Une « clause nation » comme rempart au poids politique du Québec

Saint-Félix-de-Valois, 9 février 2022 – Le Bloc Québécois a déposé un projet de loi ajoutant au texte de la Loi constitutionnelle de 1867 une « clause nation » fixant au seuil minimal de 25% la proportion de députés du Québec au sein du parlement canadien. Alors qu’une nouvelle diminution de la représentativité du Québec est prévue au prochain redécoupage électoral, cette « clause nation » se pose en rempart au poids politique du Québec, seule juridiction francophone au sein de la fédération.

Fiche technique, poids du Québec dans le Canada : un constant déclin

• Le 15 octobre dernier, le Directeur général des élections (DGE) a publié la nouvelle répartition des sièges à la Chambre des communes.  Cet exercice se fait tous lesdix ans.

• En vertu de la nouvelle répartition, la Chambre compterait 342 députés (quatre nouveaux sièges), mais le Québec n’en compterait que 77 (perte d’un siège), ce qui ferait passer le poids politique du Québec à la Chambre des communes de 23,1% à 22,5%.

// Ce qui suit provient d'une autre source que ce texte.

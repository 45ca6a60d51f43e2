//! Access control error types.

use thiserror::Error;

use crate::catalog::Permissions;

/// Errors produced by the guard surface.
///
/// The boolean query surface never returns these: a missing user, an
/// unrecognized role, or an unknown permission all evaluate to a plain
/// denial. Only [`require_permission`](crate::AccessContext::require_permission)
/// and the strict `Role` parser produce errors.
#[derive(Debug, Clone, PartialEq, Eq, Error)]
pub enum AccessError {
    /// No signed-in user.
    #[error("authentication required")]
    NotSignedIn,

    /// User lacks a required permission.
    #[error("missing permission: {0:?}")]
    MissingPermission(Permissions),

    /// Role tag outside the closed role set.
    #[error("unknown role: {0}")]
    UnknownRole(String),
}

/// Result type for access control operations.
pub type AccessResult<T> = Result<T, AccessError>;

• Cette nouvelle répartition des sièges marquerait la poursuite d’une tendance constante depuis 1867, où le poids du Québec s’affaiblit sans cesse :
1867 – 65 sièges sur 181 – 36%
1947 – 73 sièges sur 255 – 28,6%
1976 – 75 sièges sur 282 – 26,6%
1999 – 75 sièges sur 301 – 24,9%
2015 – 78 sièges sur 338 – 23,1%

Formule actuelle de répartition des sièges

• La formule de répartition étant inscrite dans la constitution de 1867, le DGE n’a pas de latitude pour déterminer le nombre de sièges à la Chambre des communes. Son pouvoir se limite à proposer la délimitation des circonscriptions; pas d’en changer le nombre.
• La seule façon de modifier le nombre et la répartition des sièges est de passer par la voie législative, en modifiant l’article 51 de l’Acte de l’Amérique du Nord Britannique. L’article 44 de la constitution de 1982 prévoit que le Parlement fédéral a le pouvoir de faire cette modification.

1. D’abord, il détermine la population par circonscription (appelé quotient électoral) en évaluant la hausse de population depuis le dernier exercice de répartition. Ainsi, avec une hausse de population de 9,647% en dix ans, on arrive à 121 891 habitants par circonscription. Le nombre de sièges attribués initialement à chaque province se calcule en divisant le chiffre de la population de chacune d’elles par le quotient électoral.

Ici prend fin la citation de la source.